Faisant allusion à la mission d'information sur la tempête Xynthia créée à l'Assemblée nationale, il a recommandé que les deux assemblées travaillent de concert sur ce thème.

Interrogé par M. Alain Anziani, rapporteur, sur d'éventuels travaux consacrés au dispositif d'alerte, M. Christian Kert a indiqué qu'il constituerait le thème du premier des nouveaux ateliers qui seront mis en place à l'automne.

Déplorant la forte culture de protection par l'Etat existant en France et l'absurdité d'un système organisé de façon extrêmement hiérarchisée, fonctionnant du haut vers le bas, M. Paul-Henri Bourrelier a estimé qu'il devait revenir au maire, au plus près des circonstances locales, de prendre les décisions. Reconnaissant toutefois à l'Etat la légitimité pour relier les connaissances générales que possèdent sur le sujet des grands organismes avec le vécu des populations et des élus, il a estimé que l'état de la science de notre pays était, en ce domaine, équivalent à celui de nos partenaires. Il a préconisé, surtout pour les PPR littoraux, le développement d'un « échelon-charnière » entre l'Etat et le niveau local, d'échange et de débat entre maires et administrés, qui pourrait être départemental ou régional.

Observant que des pays comme la Belgique, l'Allemagne ou la Grande-Bretagne axaient l'essentiel de leur effort sur la prévention, là où la France se concentrait sur l'assurance et l'indemnisation, M. Paul-Henri Bourrelier a prôné une révision de l'aléa de référence au niveau local. Enfin, il a recommandé que le dispositif de vigilance météo, qui doit être élaboré localement, concerne et intègre un maximum de types de risques.

Faisant remarquer qu'une juste évaluation de la surcote avait été donnée par les services météo, mais aucune traduction en termes de submersion marine, M. Bruno Retailleau, président, a interrogé les intervenants sur les possibles améliorations du dispositif de vigilance.

M. Paul-Henri Bourrelier a suggéré l'extension de la vigilance météo à un ensemble de phénomènes naturels dérivés (crues, submersion, verglas, glissements de terrain ...). Il a rappelé que cela existe en matière en matière d'avalanche, où les stations de montagne se sont associées et ont créé des interfaces avec Météo France leur permettant de décider des procédures d'alerte en toute connaissance de cause, ainsi qu'en matière de crues, où un organisme composé d'hydrologues procède à des relevés de précipitations qu'il transforme en prévisions de débordement et transmet aux maires.

M. Paul-Henri Bourrelier a souligné la nécessité de disposer, dans les préfectures, de services aptes à transcrire les informations météo en messages d'alerte immédiatement compréhensibles.
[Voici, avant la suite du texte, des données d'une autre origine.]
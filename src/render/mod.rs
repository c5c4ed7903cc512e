//! Rendering module for dlgview.
//!
//! Turns a resolved layout into an HTML preview or a JSON document.

mod html;
mod json;

pub use html::{render_control, render_error_page, render_layout, render_page, write_html};
pub use json::{layout_to_json, write_layout_json, LayoutJson};
//! Scanner state machine.
//!
//! [`transition`] is a pure function from the current state and the next
//! segment to the action the scanner should take and the state that
//! follows. It decides what a segment *is*; the scanner owns the block
//! stack and decides what gets emitted.

use super::header::{match_assignment, match_class_header, Assignment, ClassHeader};
use super::source::{Segment, SegmentKind};

/// Where the scanner is in the descriptor.
#[derive(Debug, Clone, Copy, PartialEq, Eq)]
pub enum ScanState {
    /// Looking for the outer display class.
    Display,
    /// Inside a block right after a nested class closed.
    Class,
    /// Reading properties of the display block.
    PropertyOfDisplay,
    /// Reading properties of a control block.
    PropertyOfControl,
}

/// What the scanner does with one segment.
#[derive(Debug, Clone, Copy, PartialEq, Eq)]
pub enum Transition<'a> {
    /// The outer display class opens.
    OpenDisplay(ClassHeader<'a>),
    /// A nested class opens.
    OpenControl(ClassHeader<'a>),
    /// A brace block with no class header; skip it whole.
    SkipBlock,
    /// An assignment to the innermost block. Unrecognized names are dropped
    /// by the receiver.
    Assign(Assignment<'a>),
    /// Nothing to record (forward declarations, stray text).
    Ignore,
    /// The innermost block closes. A final assignment written without its
    /// `;` (`y = 0.2 }`) comes along and applies before the close.
    Close(Option<Assignment<'a>>),
}

/// A transition together with the state it leads to.
#[derive(Debug, Clone, Copy, PartialEq, Eq)]
pub struct Step<'a> {
    pub next: ScanState,
    pub action: Transition<'a>,
}

impl<'a> Step<'a> {
    fn new(next: ScanState, action: Transition<'a>) -> Self {
        Self { next, action }
    }

    fn stay(state: ScanState, action: Transition<'a>) -> Self {
        Self::new(state, action)
    }
}

/// Decide the action for `segment` in `state`.
pub fn transition<'a>(state: ScanState, segment: &Segment<'a>) -> Step<'a> {
    match state {
        ScanState::Display => match segment.kind {
            SegmentKind::Open => match match_class_header(segment) {
                Some(header) => Step::new(ScanState::PropertyOfDisplay, Transition::OpenDisplay(header)),
                None => Step::stay(state, Transition::SkipBlock),
            },
            SegmentKind::Statement | SegmentKind::Close => Step::stay(state, Transition::Ignore),
        },
        ScanState::Class | ScanState::PropertyOfDisplay | ScanState::PropertyOfControl => {
            match segment.kind {
                SegmentKind::Open => match match_class_header(segment) {
                    Some(header) => Step::new(
                        ScanState::PropertyOfControl,
                        Transition::OpenControl(header),
                    ),
                    None => Step::stay(state, Transition::SkipBlock),
                },
                SegmentKind::Statement => match match_assignment(segment) {
                    Some(assignment) => Step::stay(state, Transition::Assign(assignment)),
                    None => Step::stay(state, Transition::Ignore),
                },
                SegmentKind::Close => {
                    Step::new(ScanState::Class, Transition::Close(match_assignment(segment)))
                }
            }
        }
    }
}
use clap::Parser;
use miette::Result;

use dlgview::cli::{completions, init, list, locate, preview, validate, Cli, Commands};
use dlgview::output::Printer;

fn main() -> Result<()> {
    let cli = Cli::parse();

    env_logger::Builder::from_env(env_logger::Env::default().default_filter_or(cli.log_filter()))
        .format_timestamp(None)
        .init();

    let printer = Printer::new();

    match cli.command {
        Commands::Preview(args) => preview::run(args, &printer)?,
        Commands::List(args) => list::run(args, &printer)?,
        Commands::Validate(args) => validate::run(args, &printer)?,
        Commands::Locate(args) => locate::run(args)?,
        Commands::Init(args) => init::run(args, &printer)?,
        Commands::Completions(args) => completions::run(args)?,
    }

    Ok(())
}
//! Preview command implementation.
//!
//! Renders a descriptor to `<output>/<stem>.html`, optionally re-rendering
//! whenever the file changes.

use std::path::{Path, PathBuf};
use std::sync::mpsc;

use clap::Args;
use notify::{Event, EventKind, RecursiveMode, Watcher};

use crate::dialog::DialogPreview;
use crate::discovery::{load_config, PreviewConfig};
use crate::error::{DlgError, Result};
use crate::output::{display_path, plural, Printer};
use crate::render::{render_error_page, render_page, write_html, write_layout_json};
use crate::types::MarginMode;

use super::read_descriptor;

/// Render a descriptor to an HTML preview
#[derive(Args, Debug)]
pub struct PreviewArgs {
    /// Descriptor file to preview
    pub file: PathBuf,

    /// Margin mode: 0 = truncated, 1 = original coordinates
    #[arg(long)]
    pub mode: Option<MarginMode>,

    /// Output directory (default from dlgview.yaml)
    #[arg(long, short)]
    pub output: Option<PathBuf>,

    /// Also write the layout as JSON next to the HTML
    #[arg(long)]
    pub json: bool,

    /// Re-render when the file changes
    #[arg(long, short)]
    pub watch: bool,
}

/// Settings resolved from args and config.
struct PreviewJob {
    file: PathBuf,
    mode: MarginMode,
    html_path: PathBuf,
    json_path: Option<PathBuf>,
}

impl PreviewJob {
    fn new(args: &PreviewArgs, config: &PreviewConfig) -> Self {
        let output = args.output.clone().unwrap_or_else(|| config.output.clone());
        let stem = args
            .file
            .file_stem()
            .map(|s| s.to_string_lossy().into_owned())
            .unwrap_or_else(|| "dialog".to_string());

        Self {
            file: args.file.clone(),
            mode: args.mode.unwrap_or(config.mode),
            html_path: output.join(format!("{}.html", stem)),
            json_path: args.json.then(|| output.join(format!("{}.json", stem))),
        }
    }

    /// Render once. A descriptor with no display still gets an error page
    /// so an open preview shows what went wrong.
    fn render(&self, printer: &Printer) -> Result<()> {
        let source = read_descriptor(&self.file)?;

        let preview = match DialogPreview::from_source(&source, self.mode) {
            Ok(preview) => preview,
            Err(e) => {
                write_html(&render_error_page(&e.to_string()), &self.html_path)?;
                return Err(e);
            }
        };

        log::debug!(
            "{}: {} parsed, {} laid out",
            self.file.display(),
            preview.parsed.controls.len(),
            preview.layout.len()
        );

        for error in &preview.geometry_errors {
            printer.warning("Skipping", &error.to_string());
        }
        if let Some(incomplete) = &preview.parsed.incomplete {
            printer.warning("Incomplete", &incomplete.to_string());
        }

        write_html(&render_page(&preview, &source), &self.html_path)?;
        if let Some(json_path) = &self.json_path {
            write_layout_json(&preview, json_path)?;
        }

        printer.success(
            "Rendered",
            &format!(
                "{} ({}, {} mode) -> {}",
                preview.display_name(),
                plural(preview.layout.len(), "control", "controls"),
                self.mode,
                display_path(&self.html_path)
            ),
        );
        Ok(())
    }
}

pub fn run(args: PreviewArgs, printer: &Printer) -> Result<()> {
    let config = load_config(".")?;
    let job = PreviewJob::new(&args, &config);

    printer.status("Rendering", &display_path(&job.file));

    if !args.watch {
        return job.render(printer);
    }

    if let Err(e) = job.render(printer) {
        printer.error("Failed", &e.to_string());
    }
    watch(&job, printer)
}

/// Block, re-rendering on every change to the descriptor.
fn watch(job: &PreviewJob, printer: &Printer) -> Result<()> {
    let (tx, rx) = mpsc::channel::<notify::Result<Event>>();
    let mut watcher = notify::recommended_watcher(tx).map_err(watch_error)?;

    // Editors often replace files on save, so watch the directory.
    let dir = match job.file.parent() {
        Some(p) if !p.as_os_str().is_empty() => p.to_path_buf(),
        _ => PathBuf::from("."),
    };
    watcher
        .watch(&dir, RecursiveMode::NonRecursive)
        .map_err(watch_error)?;

    printer.info("Watching", &display_path(&job.file));

    for event in rx {
        match event {
            Ok(event) if is_change_to(&event, &job.file) => {
                log::debug!("change event: {:?}", event.kind);
                if let Err(e) = job.render(printer) {
                    printer.error("Failed", &e.to_string());
                }
            }
            Ok(_) => {}
            Err(e) => printer.warning("Watch", &e.to_string()),
        }
    }

    Ok(())
}

/// Whether a watcher event touches `file`'s contents.
fn is_change_to(event: &Event, file: &Path) -> bool {
    let relevant = matches!(event.kind, EventKind::Create(_) | EventKind::Modify(_));
    relevant
        && event
            .paths
            .iter()
            .any(|p| p.file_name().is_some() && p.file_name() == file.file_name())
}

fn watch_error(e: notify::Error) -> DlgError {
    DlgError::Io {
        path: PathBuf::from("."),
        message: format!("Failed to watch for changes: {}", e),
    }
}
Il a par ailleurs recommandé de distinguer l'alerte proprement dite, décrétée par l'autorité préfectorale, pouvant consister en une indication de confinement ou d'évacuation, de la vigilance en amont, réalisée par les services météo.

Reconnaissant que les maires recevaient des messages d'alerte, M. Christian Kert a regretté, toutefois, que ces derniers ne soient pas accompagnés d'une analyse précise des risques encourus et de conseils de comportement. Le COPRNM, a-t-il ajouté, va travailler sur cette question.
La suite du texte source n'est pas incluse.